A polite way of saying how little they expect from a Veerten artist. Again Vysha feels that quick flash of anger—but something stronger has crept in underneath it. A desire to prove them wrong.
Go on, Basalt transmits, warmlight words meant only for Vysha and their cohort. We want to see it.
Vysha nods their sensory bulb toward Sky Harvester, standing next to the veiled piece. The Rul whips away the tarp.
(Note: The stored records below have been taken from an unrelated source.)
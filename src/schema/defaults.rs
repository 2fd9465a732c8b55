//! Default-literal parsing.
use crate::value::{AttributeType, AttributeValue};

/// Parse a field's default literal as a value of `ty`.
///
/// Lists and sets take comma separated elements. Empty pieces are dropped
/// for numeric and boolean elements and kept for strings.
pub fn parse_default(literal: &str, ty: &AttributeType) -> Result<AttributeValue, String> {
    match ty {
        AttributeType::String => Ok(AttributeValue::string(literal)),
        AttributeType::Bool => parse_bool(literal).map(AttributeValue::bool),
        AttributeType::Int64 => parse_int(literal).map(AttributeValue::int64),
        AttributeType::Float64 => literal
            .trim()
            .parse::<f64>()
            .map(AttributeValue::float64)
            .map_err(|e| e.to_string()),
        AttributeType::List(elem) => {
            let items = parse_elements(literal, elem)?;
            AttributeValue::list(elem.as_ref().clone(), items).map_err(|e| e.to_string())
        }
        AttributeType::Set(elem) => {
            let items = parse_elements(literal, elem)?;
            AttributeValue::set(elem.as_ref().clone(), items).map_err(|e| e.to_string())
        }
        other => Err(format!("defaults are not supported for {other}")),
    }
}

fn parse_elements(literal: &str, elem: &AttributeType) -> Result<Vec<AttributeValue>, String> {
    let pieces = literal.split(',');
    match elem {
        AttributeType::String => Ok(pieces.map(AttributeValue::string).collect()),
        AttributeType::Int64 => pieces
            .filter(|p| !p.is_empty())
            .map(|p| parse_int(p).map(AttributeValue::int64))
            .collect(),
        AttributeType::Bool => pieces
            .filter(|p| !p.is_empty())
            .map(|p| parse_bool(p).map(AttributeValue::bool))
            .collect(),
        other => Err(format!("defaults are not supported for elements of type {other}")),
    }
}

fn parse_int(s: &str) -> Result<i64, String> {
    s.trim().parse::<i64>().map_err(|e| format!("`{s}`: {e}"))
}

fn parse_bool(s: &str) -> Result<bool, String> {
    match s.trim() {
        "1" | "t" | "T" | "true" | "TRUE" | "True" => Ok(true),
        "0" | "f" | "F" | "false" | "FALSE" | "False" => Ok(false),
        other => Err(format!("`{other}` is not a boolean")),
    }
}

#[cfg(test)]
mod tests {
    use super::*;

    #[test]
    fn scalar_literals() {
        assert_eq!(parse_default("eu-west", &AttributeType::String), Ok(AttributeValue::string("eu-west")));
        assert_eq!(parse_default("T", &AttributeType::Bool), Ok(AttributeValue::bool(true)));
        assert_eq!(parse_default("42", &AttributeType::Int64), Ok(AttributeValue::int64(42)));
        assert!(parse_default("forty", &AttributeType::Int64).is_err());
    }

    #[test]
    fn list_and_set_literals() {
        let list = parse_default("1,,2", &AttributeType::list(AttributeType::Int64)).unwrap();
        assert_eq!(
            list,
            AttributeValue::list(
                AttributeType::Int64,
                vec![AttributeValue::int64(1), AttributeValue::int64(2)],
            )
            .unwrap()
        );
        let set = parse_default("a,b", &AttributeType::set(AttributeType::String)).unwrap();
        assert!(matches!(set, AttributeValue::Set { ref items, .. } if items.len() == 2));
        assert!(parse_default("a,a", &AttributeType::set(AttributeType::String)).is_err());
    }

    #[test]
    fn containers_of_records_have_no_default() {
        let err = parse_default("x", &AttributeType::map(AttributeType::String)).unwrap_err();
        assert_eq!(err, "defaults are not supported for map(string)");
    }
}
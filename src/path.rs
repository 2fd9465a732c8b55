//! Attribute paths for diagnostics, and serde decoding with path context.

use std::fmt;

use serde::de::DeserializeOwned;
use serde_json::Value;

use crate::error::DecodeError;

// ------------------------------- Paths ------------------------------------ //

#[derive(Debug, Clone, PartialEq, Eq, Hash)]
pub enum PathStep {
    Attribute(String),
    Key(String),
    Index(usize),
}

/// Location of an attribute inside a value tree, rendered as `a.b["k"][0]`.
#[derive(Debug, Clone, Default, PartialEq, Eq, Hash)]
pub struct AttributePath {
    steps: Vec<PathStep>,
}

impl AttributePath {
    pub fn root() -> Self {
        Self::default()
    }

    pub fn attribute(name: impl Into<String>) -> Self {
        Self::root().join_attribute(name)
    }

    pub fn join_attribute(&self, name: impl Into<String>) -> Self {
        self.join(PathStep::Attribute(name.into()))
    }

    pub fn join_key(&self, key: impl Into<String>) -> Self {
        self.join(PathStep::Key(key.into()))
    }

    pub fn join_index(&self, index: usize) -> Self {
        self.join(PathStep::Index(index))
    }

    fn join(&self, step: PathStep) -> Self {
        let mut steps = self.steps.clone();
        steps.push(step);
        Self { steps }
    }

    pub fn steps(&self) -> &[PathStep] {
        &self.steps
    }

    pub fn is_root(&self) -> bool {
        self.steps.is_empty()
    }
}

impl fmt::Display for AttributePath {
    fn fmt(&self, f: &mut fmt::Formatter<'_>) -> fmt::Result {
        if self.steps.is_empty() {
            return f.write_str("(root)");
        }
        for (i, step) in self.steps.iter().enumerate() {
            match step {
                PathStep::Attribute(name) if i == 0 => write!(f, "{name}")?,
                PathStep::Attribute(name) => write!(f, ".{name}")?,
                PathStep::Key(key) => write!(f, "[{key:?}]")?,
                PathStep::Index(index) => write!(f, "[{index}]")?,
            }
        }
        Ok(())
    }
}

// ------------------------- Deserialize with path -------------------------- //

/// Deserialize with JSON-path context in error messages.
pub fn from_str_with_path<T: DeserializeOwned>(src: &str) -> Result<T, DecodeError> {
    let de = &mut serde_json::Deserializer::from_str(src);
    serde_path_to_error::deserialize::<_, T>(de).map_err(with_path)
}

/// Same as [`from_str_with_path`] for an already parsed generic value.
pub fn from_value_with_path<T: DeserializeOwned>(value: Value) -> Result<T, DecodeError> {
    serde_path_to_error::deserialize::<_, T>(value).map_err(with_path)
}

fn with_path<E: fmt::Display>(err: serde_path_to_error::Error<E>) -> DecodeError {
    let path = err.path().to_string();
    DecodeError::Deserialize { path, message: err.into_inner().to_string() }
}
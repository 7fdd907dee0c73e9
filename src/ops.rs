//! Operators and terminal adapters.
//!
//! Each operator wraps an upstream publisher and is itself a publisher; at
//! subscribe time it installs an [`Operation`](crate::operation::Operation)
//! between the upstream subscription and the downstream subscriber. The
//! user-supplied logic is held behind a strategy trait so the infallible and
//! the `try_` flavours of an operator share one implementation.

pub mod block;
pub mod filter;
pub mod flat_map;
pub mod into_stream;
pub mod map;
pub mod reduce;
pub mod subscribe_on;

pub use filter::Filter;
pub use flat_map::FlatMap;
pub use into_stream::IntoStream;
pub use map::Map;
pub use reduce::Reduce;
pub use subscribe_on::SubscribeOn;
With the Baskar councilors’ first surprised intake of breath, Vysha knows they’ve won. For a breath-cycle, Vysha indulges themself—imagines what it would be like to see the piece with eyes for the first time. The sculpture is a massive pillar of hardened spitstone, lacquered to a dull sheen and pitted with the holes of windows. That alone would make for an impressive sculpture. But the thing that makes its image unmistakable, the thing that will make it the seastack of Traat in the eyes of Veerten and land-dwellers alike, is the final element Vysha added last night-cycle.
Tiny Veert cluster around the mouth of every window and cling to every ledge of the miniature seastack, sensory bulbs tilted toward the sky as they watch the battle raging above them. Seeing out the peril that faced all of Teluk’s citizens. And being seen by them.
After a moment of very satisfying silence, the righthand Baskar councilor asks, “What do you call this piece?”
“I call it The Children of Traat Look Upward with Regret.” But that doesn’t sound quite right. A last element is still missing. “And With Hope.”